NH Turns Blue in 2006 Congressional Upset / SeacoastNH.com
NH TURNS BLUE

Changing the course of a nation this size can be an agonizingly slow process. Now America has begun its "course correction" by taking over the Congress – and possibly the Senate in an historic Democratic sweep. Little New Hampshire has done its part. After holding our breath for six agonizing years, New Hampshire residents have finally turned blue.

 

 

NH MEMO TO WHITE HOUSE:
MISSION HALF-ACCOMPLISHED, TWO SENATORS TO GO

Nobody really expects George Bush to get the message -- even though it was written in dark blue ink and tossed through the White House window on a piece of New Hampshire granite. (Despite the sudden dismissal of Secretary of Defense Donald Rumsfeld, the President still seems clueless that his policy has been a failure from the get-go.) But to everyone else in America, the message was clear. Business as usual stinks.

In one fell swoop, New Hampshire’s mini-Congressional delegation flipped from red to blue. Both Republican representatives to the US House were handed their walking papers and Democratic Gov. John Lynch was re-elected by the highest margin in the state’s history. It doesn’t take a rocket scientist to see the formula that, across the nation, reversed control of the Congress from Republican to Democrat for the first time in 12 years. Ex-Congressman Jeb Bradley got it right in his concession speech when he said he was caught in a "perfect storm" that swept the country. It is a storm, and it has hopefully just begun to blow. As a bonus, NH turned its own legislature blue too -- one of the largest democratic (now Democratic) bodies in the world. Only Republican Senators John Sununu and Judd Gregg are still standing because they were not on the ballot this time around.

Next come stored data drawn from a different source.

#[cfg(test)]
mod tests {
    use super::*;
    use crate::{Builder, IntPredicate, Linkage, Param};

    fn builder_with(ret: Type) -> (Builder, crate::FunctionId) {
        let mut builder = Builder::new("test");
        let function = builder
            .add_function(
                "f",
                vec![Param {
                    name: "x".into(),
                    ty: Type::I32,
                }],
                ret,
                Linkage::External,
            )
            .unwrap();
        let entry = builder.append_block(function, "entry").unwrap();
        builder.position_at_end(function, entry);
        (builder, function)
    }

    #[test]
    fn test_well_formed_diamond_passes() {
        let (mut builder, function) = builder_with(Type::I32);
        let then_block = builder.append_block(function, "then").unwrap();
        let else_block = builder.append_block(function, "else").unwrap();
        let end = builder.append_block(function, "end").unwrap();

        let x = builder.param(0).unwrap();
        let condition = builder
            .icmp(IntPredicate::Sgt, x.clone(), Value::int(32, 0), "cmp")
            .unwrap();
        builder.cond_br(condition, then_block, else_block).unwrap();
        builder.position_at_end(function, then_block);
        builder.br(end).unwrap();
        builder.position_at_end(function, else_block);
        builder.br(end).unwrap();
        builder.position_at_end(function, end);
        let merged = builder
            .phi(
                Type::I32,
                vec![(x, then_block), (Value::int(32, 0), else_block)],
                "merged",
            )
            .unwrap();
        builder.ret(Some(merged)).unwrap();

        assert_eq!(verify_module(&builder.finish()), Ok(()));
    }

    #[test]
    fn test_missing_terminator_is_reported() {
        let (builder, _) = builder_with(Type::Void);
        assert_eq!(
            verify_module(&builder.finish()),
            Err(VerifyError::MissingTerminator {
                function: "f".into(),
                block: "entry".into()
            })
        );
    }

    #[test]
    fn test_phi_with_wrong_predecessors_is_reported() {
        let (mut builder, function) = builder_with(Type::I32);
        let next = builder.append_block(function, "next").unwrap();
        let entry = builder.current_block().unwrap();
        builder.br(next).unwrap();
        builder.position_at_end(function, next);
        let merged = builder
            .phi(
                Type::I32,
                vec![(Value::int(32, 1), entry), (Value::int(32, 2), next)],
                "merged",
            )
            .unwrap();
        builder.ret(Some(merged)).unwrap();

        assert!(matches!(
            verify_module(&builder.finish()),
            Err(VerifyError::Phi { .. })
        ));
    }

    #[test]
    fn test_operand_type_mismatch_is_reported() {
        let (mut builder, _) = builder_with(Type::I32);
        let x = builder.param(0).unwrap();
        let sum = builder
            .binary(crate::BinaryOp::Add, x, Value::float(1.0), "sum")
            .unwrap();
        builder.ret(Some(sum)).unwrap();
        assert!(matches!(
            verify_module(&builder.finish()),
            Err(VerifyError::Type { .. })
        ));
    }

    #[test]
    fn test_return_type_is_checked() {
        let (mut builder, _) = builder_with(Type::I32);
        builder.ret(None).unwrap();
        assert!(matches!(
            verify_module(&builder.finish()),
            Err(VerifyError::Type { .. })
        ));
    }

    #[test]
    fn test_dangling_branch_target_is_reported() {
        let (mut builder, _) = builder_with(Type::Void);
        builder.br(BlockId(7)).unwrap();
        assert_eq!(
            verify_module(&builder.finish()),
            Err(VerifyError::Dangling {
                function: "f".into(),
                what: "block #7".into()
            })
        );
    }
}
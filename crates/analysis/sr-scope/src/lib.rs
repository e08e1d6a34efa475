//! Scope-chained symbol table
//!
//! A [`ScopeTree`] owns every scope of one pass. Lookups walk from the
//! current scope towards the root and never fail loudly; declarations are
//! unique per scope. The analyzer and the code generator each build their own
//! tree, seeded by [`builtins::seed`].

pub mod builtins;
mod error;
mod scope;
mod symbol;

pub use error::{ScopeError, suggestions};
pub use scope::{Scope, ScopeId, ScopeTree};
pub use symbol::{ANY, AUTO, Field, Literal, Symbol, SymbolKind};
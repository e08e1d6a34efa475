//! Recursive descent parser producing the generic syntax tree

use crate::error::{ErrorSource, ParseError};
use crate::lexer::{Token, TokenKind, is_keyword};
use sr_span::Span;
use sr_syntax::{SyntaxKind, SyntaxNode};

type ParseResult<T> = Result<T, ParseError>;

const AUGMENTED_OPERATORS: &[&str] = &[
    "+=", "-=", "*=", "/=", "//=", "%=", "&=", "|=", "^=", "<<=", ">>=", "**=", "@=",
];

const COMPARISON_OPERATORS: &[&str] = &["<", ">", "==", ">=", "<=", "!=", "<>"];

pub(crate) struct Parser<'src> {
    tokens: Vec<Token>,
    pos: usize,
    errors: &'src ErrorSource,
}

Both winners in the NH race stand openly opposed to the destructive policies of the current administration. Representative-elect Paul hodes railed against the "endless war and endless debt" of the Bush administration. Carol Shea-Porter based her campaign on withdrawing troops from Iraq.

American’s are, by nature, pretty passive when it comes to mid-term elections. Not this time. Most of us still don’t have a clue who Carol Shea-Porter and Paul Hodes are. It doesn’t really matter. They are not Jeb Bradley or Charlie Bass – and that is good enough for New Hampshire. Now they have been given the opportunity to create the change they promised us.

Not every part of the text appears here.